Items from a dataset
+---+
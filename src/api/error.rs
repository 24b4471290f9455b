//! API error types for the tables client.

use thiserror::Error;

/// Errors that can occur when talking to the tables API.
#[derive(Debug, Error)]
pub enum ApiError {
    /// The request could not complete (connection refused, DNS, timeout, ...).
    #[error("Network error: {0}")]
    Network(#[from] reqwest::Error),

    /// The server answered with a non-2xx status.
    #[error("HTTP {status}: {message}")]
    Http {
        /// The HTTP status code.
        status: u16,
        /// Error message from the response body, or the request URL.
        message: String,
    },

    /// The body was not valid JSON or did not have the expected shape.
    #[error("Invalid API response: {0}")]
    Decode(String),

    /// The base URL could not be used to build a request.
    #[error("Invalid URL: {0}")]
    InvalidUrl(String),
}

/// Result type for API operations.
pub type Result<T> = std::result::Result<T, ApiError>;

impl ApiError {
    /// Create an error from an HTTP status code.
    pub fn from_status(status: reqwest::StatusCode, context: &str) -> Self {
        ApiError::Http {
            status: status.as_u16(),
            message: context.to_string(),
        }
    }

    /// The HTTP status carried by this error, if any.
    pub fn status(&self) -> Option<u16> {
        match self {
            ApiError::Http { status, .. } => Some(*status),
            ApiError::Network(e) => e.status().map(|s| s.as_u16()),
            _ => None,
        }
    }

    /// Whether this is a server-side (5xx) failure.
    pub fn is_server_error(&self) -> bool {
        matches!(self, ApiError::Http { status, .. } if (500..=599).contains(status))
    }
}
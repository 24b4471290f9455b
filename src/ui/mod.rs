//! User interface components and views.
//!
//! This module contains all TUI rendering logic, including the table view and
//! the reusable components it is built from.

mod components;
pub mod theme;
mod views;

pub use components::{render_error_panel, LoadingIndicator};
pub use views::{HelpAction, HelpView, TableView};
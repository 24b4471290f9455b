//! Centralized error types for LazyTables.
//!
//! This module provides a unified error hierarchy for the application with
//! user-friendly error messages. All error types use `thiserror` for
//! ergonomic error handling.

use thiserror::Error;

use crate::api::ApiError;
use crate::config::ConfigError;

/// The main application error type.
#[derive(Debug, Error)]
pub enum AppError {
    /// Configuration-related errors.
    #[error("{0}")]
    Config(#[from] ConfigError),

    /// API-related errors.
    #[error("{0}")]
    Api(#[from] ApiError),

    /// IO errors (terminal setup, log directory, ...).
    #[error("IO error: {0}")]
    Io(#[from] std::io::Error),

    /// Terminal-related errors.
    #[error("Terminal error: {0}")]
    Terminal(String),
}

impl AppError {
    /// Create a terminal error.
    pub fn terminal(msg: impl Into<String>) -> Self {
        AppError::Terminal(msg.into())
    }

    /// Short heading identifying the kind of failure.
    pub fn title(&self) -> String {
        match self {
            AppError::Config(ConfigError::MissingBaseUrl) => "API URL not configured".to_string(),
            AppError::Config(_) => "Configuration error".to_string(),
            AppError::Api(ApiError::Network(_)) => "Network failure".to_string(),
            AppError::Api(ApiError::Http { status, .. }) => format!("HTTP error {}", status),
            AppError::Api(ApiError::Decode(_)) => "Invalid response".to_string(),
            AppError::Api(ApiError::InvalidUrl(_)) => "Invalid API URL".to_string(),
            AppError::Io(_) => "I/O error".to_string(),
            AppError::Terminal(_) => "Terminal error".to_string(),
        }
    }

    /// Get a user-friendly message for display.
    pub fn user_message(&self) -> String {
        match self {
            AppError::Config(e) => match e {
                ConfigError::NoConfigDir => {
                    "Could not find configuration directory. Please check your system settings."
                        .to_string()
                }
                ConfigError::ReadError(_) => {
                    "Could not read configuration file. Please check the file is readable."
                        .to_string()
                }
                ConfigError::ParseError(_) => {
                    "Configuration file is invalid. Please check the file format.".to_string()
                }
                ConfigError::ValidationError(msg) => format!("Configuration error: {}", msg),
                ConfigError::MissingBaseUrl => "No API base URL is configured.".to_string(),
            },
            AppError::Api(e) => match e {
                ApiError::Network(_) => {
                    "Could not reach the tables API. Please check your connection.".to_string()
                }
                ApiError::Http { status, message } => {
                    format!("The server answered with HTTP {}: {}", status, message)
                }
                ApiError::Decode(msg) => {
                    format!("The server sent a response that could not be read: {}", msg)
                }
                ApiError::InvalidUrl(url) => format!("'{}' is not a usable API URL.", url),
            },
            AppError::Io(_) => "A file operation failed. Please check file permissions.".to_string(),
            AppError::Terminal(msg) => format!("Terminal error: {}", msg),
        }
    }

    /// Check if this error is recoverable by a user-initiated reload.
    pub fn is_recoverable(&self) -> bool {
        matches!(
            self,
            AppError::Api(ApiError::Network(_))
                | AppError::Api(ApiError::Http { .. })
                | AppError::Api(ApiError::Decode(_))
        )
    }

    /// Get a suggested action for the user.
    pub fn suggested_action(&self) -> Option<&'static str> {
        match self {
            AppError::Config(ConfigError::MissingBaseUrl) => {
                Some("Set LAZYTABLES_API_BASE_URL or pass --api-url.")
            }
            AppError::Api(ApiError::Network(_)) => {
                Some("Check that the API server is running, then press 'r' to reload.")
            }
            AppError::Api(e @ ApiError::Http { .. }) if e.is_server_error() => {
                Some("The server failed. Press 'r' to try again.")
            }
            AppError::Api(ApiError::Http { .. }) => {
                Some("Check the API base URL, then press 'r' to reload.")
            }
            AppError::Api(ApiError::Decode(_)) => {
                Some("Check that the base URL points at the tables API, then press 'r' to reload.")
            }
            _ => None,
        }
    }
}

/// Result type for application operations.
pub type Result<T> = std::result::Result<T, AppError>;
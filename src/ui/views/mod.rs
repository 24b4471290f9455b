//! Application views (screens).

mod help;
mod table_view;

pub use help::{HelpAction, HelpView};
pub use table_view::TableView;
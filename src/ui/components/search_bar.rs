//! Search box component.
//!
//! Keystrokes are buffered in the box; the query only takes effect when the
//! user submits it with Enter. Esc abandons the edit.

use crossterm::event::{KeyCode, KeyEvent};
use ratatui::{
    layout::{Position, Rect},
    style::{Color, Modifier, Style},
    text::{Line, Span},
    widgets::{Block, Borders, Paragraph},
    Frame,
};

use super::input::TextInput;
use crate::ui::theme::theme;

/// Actions that can be returned from the search bar.
#[derive(Debug, Clone, PartialEq, Eq)]
pub enum SearchAction {
    /// The buffered value was submitted.
    Submit(String),
    /// Editing was abandoned.
    Cancel,
}

/// Buffered search box state.
#[derive(Debug, Clone)]
pub struct SearchBar {
    /// The edit buffer.
    input: TextInput,
    /// Whether the box has keyboard focus.
    editing: bool,
}

impl SearchBar {
    /// Create a new, empty search bar.
    pub fn new() -> Self {
        Self {
            input: TextInput::new(),
            editing: false,
        }
    }

    /// Focus the box, starting from `current_query`.
    pub fn start_editing(&mut self, current_query: &str) {
        self.input.set_value(current_query);
        self.editing = true;
    }

    /// Check if the box has focus.
    pub fn is_editing(&self) -> bool {
        self.editing
    }

    /// The buffered (not yet submitted) text.
    pub fn buffer(&self) -> &str {
        self.input.value()
    }

    /// Handle keyboard input while editing.
    ///
    /// Returns `Some(SearchAction)` on submit or cancel, `None` otherwise.
    pub fn handle_input(&mut self, key: KeyEvent) -> Option<SearchAction> {
        if !self.editing {
            return None;
        }

        match key.code {
            KeyCode::Enter => {
                self.editing = false;
                Some(SearchAction::Submit(self.buffer().to_string()))
            }
            KeyCode::Esc => {
                self.editing = false;
                Some(SearchAction::Cancel)
            }
            _ => {
                self.input.handle_input(key);
                None
            }
        }
    }

    /// Render the box. Shows the buffer while editing, else the active query.
    pub fn render(&self, frame: &mut Frame, area: Rect, active_query: &str) {
        let t = theme();
        let (text, style) = if self.editing {
            (self.buffer().to_string(), Style::default().fg(t.fg))
        } else if active_query.is_empty() {
            (
                "Press / to search".to_string(),
                Style::default().fg(t.muted),
            )
        } else {
            (active_query.to_string(), Style::default().fg(t.fg))
        };

        let border = if self.editing { t.editing } else { t.muted };
        let title = if self.editing {
            " Search (Enter to apply, Esc to cancel) "
        } else {
            " Search "
        };

        let widget = Paragraph::new(text).style(style).block(
            Block::default()
                .title(title)
                .borders(Borders::ALL)
                .border_style(Style::default().fg(border)),
        );
        frame.render_widget(widget, area);

        if self.editing {
            let cursor_x = area.x + 1 + self.input.cursor() as u16;
            if cursor_x < area.x + area.width.saturating_sub(1) {
                frame.set_cursor_position(Position::new(cursor_x, area.y + 1));
            }
        }
    }
}

/// Highlight case-insensitive occurrences of `query` in `text`.
///
/// Matching runs on the lowercased text. Each lowercased byte remembers the
/// original character it came from, so highlighted ranges always cover whole
/// characters of `text` even when lowercasing changes byte lengths.
pub fn highlight_text(text: &str, query: &str) -> Line<'static> {
    if query.is_empty() {
        return Line::from(text.to_string());
    }

    let query_lower = query.to_lowercase();
    let mut text_lower = String::with_capacity(text.len());
    // Byte range in `text` of the character behind each byte of `text_lower`.
    let mut origin: Vec<(usize, usize)> = Vec::with_capacity(text.len());
    for (idx, c) in text.char_indices() {
        let range = (idx, idx + c.len_utf8());
        for lower in c.to_lowercase() {
            text_lower.push(lower);
            origin.extend(std::iter::repeat(range).take(lower.len_utf8()));
        }
    }

    let mut spans = Vec::new();
    let mut last_end = 0;
    for (lower_start, matched) in text_lower.match_indices(&query_lower) {
        let (start, _) = origin[lower_start];
        let (_, end) = origin[lower_start + matched.len() - 1];
        // Part of a character already highlighted by the previous match.
        if start < last_end {
            continue;
        }
        if start > last_end {
            spans.push(Span::raw(text[last_end..start].to_string()));
        }
        spans.push(Span::styled(
            text[start..end].to_string(),
            Style::default()
                .bg(Color::Yellow)
                .fg(Color::Black)
                .add_modifier(Modifier::BOLD),
        ));
        last_end = end;
    }

    if last_end < text.len() {
        spans.push(Span::raw(text[last_end..].to_string()));
    }

    if spans.is_empty() {
        Line::from(text.to_string())
    } else {
        Line::from(spans)
    }
}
+---+
WHAT YOU ARE ASKED TO DO
Up to and including the line with "a non-2xx status.", output each line of the entries above exactly, starting from the first.

TASK ANSWER
filename src/api/error.rs
repository 24b4471290f9455b
//! API error types for the tables client.

use thiserror::Error;

/// Errors that can occur when talking to the tables API.
#[derive(Debug, Error)]
pub enum ApiError {
    /// The request could not complete (connection refused, DNS, timeout, ...).
    #[error("Network error: {0}")]
    Network(#[from] reqwest::Error),

    /// The server answered with a non-2xx status.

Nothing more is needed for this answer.